# [Exercise]
In the material below, find the line that contains "command file cannot be" and the line that contains "to delete it.", then write out exactly those two lines and everything between them.

# [Supplied material]
=-=-=-=-=

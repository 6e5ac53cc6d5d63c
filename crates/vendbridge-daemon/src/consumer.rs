//! Dispense lane: pulls commands from the queue and drives the motor.
//!
//! The consumer holds at most one command in flight. Dispatching writes
//! `DISPENSE:<product>` and arms a deadline `now + dwell`; the command file is
//! acknowledged (deleted) only once that deadline has passed. Until then every
//! poll returns [`PollOutcome::Busy`] without touching the directory, while
//! the main loop keeps reading the serial link.
//!
//! If the daemon stops during a dwell the command file stays on disk and is
//! dispatched again on the next start.
//!
//! A dispensed command whose file cannot be deleted is held back: later polls
//! retry the delete before anything else and never dispatch it a second time.

use std::time::Duration;

use tokio::time::Instant;
use tracing::{debug, error, info, warn};

use crate::error::{BridgeError, Result};
use vendbridge_core::DispenseCommand;
use vendbridge_hardware::SerialLink;
use vendbridge_mailbox::{CommandQueue, QueueEntry};

/// Result of one [`CommandConsumer::poll`].
#[derive(Debug, Clone, PartialEq, Eq)]
pub enum PollOutcome {
    /// A command is in flight; the directory was not read.
    Busy,

    /// Nothing dispatchable was pending.
    Idle { rejected: usize },

    /// A command was written to the firmware and is now in flight.
    Dispatched {
        command: DispenseCommand,
        rejected: usize,
    },
}

impl PollOutcome {
    pub fn rejected(&self) -> usize {
        match self {
            Self::Busy => 0,
            Self::Idle { rejected } | Self::Dispatched { rejected, .. } => *rejected,
        }
    }
}

#[derive(Debug)]
struct InFlight {
    entry: QueueEntry,
    command: DispenseCommand,
    deadline: Instant,
}

/// Polling consumer of the dispense command queue.
#[derive(Debug)]
pub struct CommandConsumer {
    queue: CommandQueue,
    dwell: Duration,
    in_flight: Option<InFlight>,
    /// Dispensed, but the ack failed.
    unacked: Option<InFlight>,
}

impl CommandConsumer {
    pub fn new(queue: CommandQueue, dwell: Duration) -> Self {
        Self {
            queue,
            dwell,
            in_flight: None,
            unacked: None,
        }
    }

    /// Returns `true` while a command is in flight.
    pub fn is_busy(&self) -> bool {
        self.in_flight.is_some()
    }

    /// The command currently in flight.
    pub fn in_flight(&self) -> Option<&DispenseCommand> {
        self.in_flight.as_ref().map(|f| &f.command)
    }

    /// The dispensed command whose file is still waiting to be deleted.
    pub fn unacked(&self) -> Option<&DispenseCommand> {
        self.unacked.as_ref().map(|f| &f.command)
    }

    /// Inspect the queue and dispatch the oldest valid command.
    ///
    /// Entries that cannot be decoded or name an unknown product are deleted
    /// on the way. At most one command is dispatched per call.
    ///
    /// # Errors
    ///
    /// - `BridgeError::Filesystem` if the queue directory cannot be listed,
    ///   or a held-back command still cannot be deleted
    /// - `BridgeError::SerialIo` if the dispense request cannot be written;
    ///   the command file is left in place
    pub async fn poll<L: SerialLink>(&mut self, link: &mut L) -> Result<PollOutcome> {
        if self.in_flight.is_some() {
            return Ok(PollOutcome::Busy);
        }
        self.retry_ack()?;

        let mut rejected = 0;
        for entry in self.queue.pending()? {
            let command = match self.queue.load(&entry) {
                Ok(command) => command,
                Err(e) if e.is_not_found() => {
                    debug!(file = %entry.file_name(), "Command vanished before load");
                    continue;
                }
                Err(e) => {
                    self.reject(&entry, BridgeError::from(e));
                    rejected += 1;
                    continue;
                }
            };

            info!(
                command_id = %command.command_id,
                product = %command.product_type,
                "Dispensing"
            );
            link.write_command(command.product_type)
                .await
                .map_err(BridgeError::SerialIo)?;

            self.in_flight = Some(InFlight {
                entry,
                command: command.clone(),
                deadline: Instant::now() + self.dwell,
            });
            return Ok(PollOutcome::Dispatched { command, rejected });
        }

        Ok(PollOutcome::Idle { rejected })
    }

    /// Acknowledge the in-flight command once its dwell has elapsed.
    ///
    /// Returns the completed command, or `None` if nothing was due.
    ///
    /// # Errors
    ///
    /// Returns `BridgeError::Filesystem` if the command file cannot be
    /// deleted. The lane is freed and the command is held back until a later
    /// poll manages to delete it.
    pub fn complete_due(&mut self, now: Instant) -> Result<Option<DispenseCommand>> {
        let Some(done) = self.in_flight.take_if(|f| now >= f.deadline) else {
            return Ok(None);
        };

        if let Err(e) = self.queue.ack(&done.entry) {
            error!(
                command_id = %done.command.command_id,
                file = %done.entry.file_name(),
                error = %e,
                "Dispensed command could not be acknowledged, holding it back"
            );
            self.unacked = Some(done);
            return Err(e.into());
        }
        info!(command_id = %done.command.command_id, "Dispense complete");
        Ok(Some(done.command))
    }

    fn retry_ack(&mut self) -> Result<()> {
        let Some(held) = self.unacked.take() else {
            return Ok(());
        };
        match self.queue.ack(&held.entry) {
            Ok(_) => {
                info!(command_id = %held.command.command_id, "Held-back command acknowledged");
                Ok(())
            }
            Err(e) => {
                debug!(command_id = %held.command.command_id, error = %e, "Ack retry failed");
                self.unacked = Some(held);
                Err(e.into())
            }
        }
    }

    /// Drop the in-flight command without acknowledging it.
    pub fn abandon(&mut self) -> Option<DispenseCommand> {
        let in_flight = self.in_flight.take()?;
        warn!(
            command_id = %in_flight.command.command_id,
            file = %in_flight.entry.file_name(),
            "Dispense interrupted, command left in queue"
        );
        Some(in_flight.command)
    }

    fn reject(&self, entry: &QueueEntry, reason: BridgeError) {
        warn!(file = %entry.file_name(), error = %reason, "Rejecting command");
        if let Err(e) = self.queue.reject(entry) {
            warn!(file = %entry.file_name(), error = %e, "Failed to delete rejected command");
        }
    }
}

#[cfg(test)]
mod tests {
    use super::*;
    use std::fs;
    use std::path::Path;
    use vendbridge_core::ProductType;
    use vendbridge_hardware::mock::MockSerial;

    const DWELL: Duration = Duration::from_secs(5);

    fn write_raw(dir: &Path, name: &str, body: &str) {
        fs::write(dir.join(name), body).unwrap();
    }

    fn consumer(dir: &Path) -> CommandConsumer {
        CommandConsumer::new(CommandQueue::new(dir), DWELL)
    }

    #[tokio::test(start_paused = true)]
    async fn test_dispatch_then_ack_after_dwell() {
        let dir = tempfile::tempdir().unwrap();
        write_raw(dir.path(), "dispense_1.json", r#"{"command_id":"1","product_type":"pad"}"#);
        let (mut link, handle) = MockSerial::new();
        let mut consumer = consumer(dir.path());

        let start = Instant::now();
        let outcome = consumer.poll(&mut link).await.unwrap();
        assert!(matches!(outcome, PollOutcome::Dispatched { .. }));
        assert_eq!(handle.written(), vec!["DISPENSE:pad\n"]);
        assert!(consumer.is_busy());

        assert_eq!(consumer.complete_due(start + Duration::from_millis(4999)).unwrap(), None);
        assert!(dir.path().join("dispense_1.json").exists());

        let done = consumer.complete_due(start + DWELL).unwrap().unwrap();
        assert_eq!(done.command_id, "1");
        assert!(!dir.path().join("dispense_1.json").exists());
        assert!(!consumer.is_busy());
    }

    #[tokio::test(start_paused = true)]
    async fn test_busy_lane_does_not_dispatch_again() {
        let dir = tempfile::tempdir().unwrap();
        write_raw(dir.path(), "dispense_1.json", r#"{"product_type":"pad"}"#);
        let (mut link, handle) = MockSerial::new();
        let mut consumer = consumer(dir.path());

        consumer.poll(&mut link).await.unwrap();
        write_raw(dir.path(), "dispense_2.json", r#"{"product_type":"tampon"}"#);

        tokio::time::advance(Duration::from_secs(1)).await;
        let outcome = consumer.poll(&mut link).await.unwrap();
        assert_eq!(outcome, PollOutcome::Busy);
        assert_eq!(handle.written().len(), 1);
    }

    #[tokio::test(start_paused = true)]
    async fn test_dwell_counts_from_completed_write() {
        let dir = tempfile::tempdir().unwrap();
        write_raw(dir.path(), "dispense_1.json", r#"{"product_type":"pad"}"#);
        let (mut link, handle) = MockSerial::new();
        handle.delay_writes(Duration::from_millis(300));
        let mut consumer = consumer(dir.path());

        let start = Instant::now();
        consumer.poll(&mut link).await.unwrap();
        assert_eq!(start.elapsed(), Duration::from_millis(300));

        assert_eq!(consumer.complete_due(start + DWELL).unwrap(), None);
        assert!(dir.path().join("dispense_1.json").exists());

        let written_at = start + Duration::from_millis(300);
        assert!(consumer.complete_due(written_at + DWELL).unwrap().is_some());
    }

    #[tokio::test(start_paused = true)]
    async fn test_failed_ack_is_retried_without_dispatching_again() {
        let dir = tempfile::tempdir().unwrap();
        let path = dir.path().join("dispense_1.json");
        write_raw(dir.path(), "dispense_1.json", r#"{"command_id":"1","product_type":"pad"}"#);
        let (mut link, handle) = MockSerial::new();
        let mut consumer = consumer(dir.path());

        consumer.poll(&mut link).await.unwrap();

        // A non-empty directory in place of the file makes the delete fail.
        fs::remove_file(&path).unwrap();
        fs::create_dir(&path).unwrap();
        fs::write(path.join("lock"), "").unwrap();

        let err = consumer.complete_due(Instant::now() + DWELL).unwrap_err();
        assert!(matches!(err, BridgeError::Filesystem(_)));
        assert!(!consumer.is_busy());
        assert_eq!(consumer.unacked().unwrap().command_id, "1");

        let err = consumer.poll(&mut link).await.unwrap_err();
        assert!(matches!(err, BridgeError::Filesystem(_)));
        assert!(consumer.unacked().is_some());

        fs::remove_dir_all(&path).unwrap();
        write_raw(dir.path(), "dispense_1.json", r#"{"command_id":"1","product_type":"pad"}"#);

        let outcome = consumer.poll(&mut link).await.unwrap();
        assert_eq!(outcome, PollOutcome::Idle { rejected: 0 });
        assert!(consumer.unacked().is_none());
        assert!(!path.exists());
        assert_eq!(handle.written(), vec!["DISPENSE:pad\n"]);
    }

    #[tokio::test]
    async fn test_invalid_product_rejected_without_write() {
        let dir = tempfile::tempdir().unwrap();
        write_raw(dir.path(), "dispense_1.json", r#"{"product_type":"soda"}"#);
        let (mut link, handle) = MockSerial::new();
        let mut consumer = consumer(dir.path());

        let outcome = consumer.poll(&mut link).await.unwrap();

        assert_eq!(outcome, PollOutcome::Idle { rejected: 1 });
        assert!(handle.written().is_empty());
        assert!(!dir.path().join("dispense_1.json").exists());
    }

    #[tokio::test]
    async fn test_rejects_before_dispatching_next_valid() {
        let dir = tempfile::tempdir().unwrap();
        write_raw(dir.path(), "dispense_1.json", "{broken");
        write_raw(dir.path(), "dispense_2.json", r#"{"product_type":"tampon"}"#);
        let (mut link, handle) = MockSerial::new();
        let mut consumer = consumer(dir.path());

        let outcome = consumer.poll(&mut link).await.unwrap();

        assert_eq!(outcome.rejected(), 1);
        assert_eq!(consumer.in_flight().unwrap().product_type, ProductType::Tampon);
        assert_eq!(handle.written(), vec!["DISPENSE:tampon\n"]);
        assert!(dir.path().join("dispense_2.json").exists());
    }

    #[tokio::test]
    async fn test_write_failure_keeps_command_file() {
        let dir = tempfile::tempdir().unwrap();
        write_raw(dir.path(), "dispense_1.json", r#"{"product_type":"pad"}"#);
        let (mut link, handle) = MockSerial::new();
        handle.fail_writes(true);
        let mut consumer = consumer(dir.path());

        let err = consumer.poll(&mut link).await.unwrap_err();

        assert!(err.is_fatal());
        assert!(!consumer.is_busy());
        assert!(dir.path().join("dispense_1.json").exists());
    }

    #[tokio::test]
    async fn test_missing_directory_is_filesystem_error() {
        let dir = tempfile::tempdir().unwrap();
        let (mut link, _handle) = MockSerial::new();
        let mut consumer = consumer(&dir.path().join("missing"));

        let err = consumer.poll(&mut link).await.unwrap_err();
        assert!(matches!(err, BridgeError::Filesystem(_)));
        assert!(!err.is_fatal());
    }

    #[tokio::test(start_paused = true)]
    async fn test_ack_of_vanished_file_completes() {
        let dir = tempfile::tempdir().unwrap();
        write_raw(dir.path(), "dispense_1.json", r#"{"product_type":"pad"}"#);
        let (mut link, _handle) = MockSerial::new();
        let mut consumer = consumer(dir.path());

        let start = Instant::now();
        consumer.poll(&mut link).await.unwrap();
        fs::remove_file(dir.path().join("dispense_1.json")).unwrap();

        assert!(consumer.complete_due(start + DWELL).unwrap().is_some());
        assert!(!consumer.is_busy());
    }

    #[tokio::test]
    async fn test_abandon_leaves_file() {
        let dir = tempfile::tempdir().unwrap();
        write_raw(dir.path(), "dispense_1.json", r#"{"product_type":"pad"}"#);
        let (mut link, _handle) = MockSerial::new();
        let mut consumer = consumer(dir.path());

        consumer.poll(&mut link).await.unwrap();
        assert!(consumer.abandon().is_some());
        assert!(consumer.abandon().is_none());
        assert!(dir.path().join("dispense_1.json").exists());
    }
}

=-=-=-=-=

# [Answer to this task]
    /// Returns `BridgeError::Filesystem` if the command file cannot be
    /// deleted. The lane is freed and the command is held back until a later
    /// poll manages to delete it.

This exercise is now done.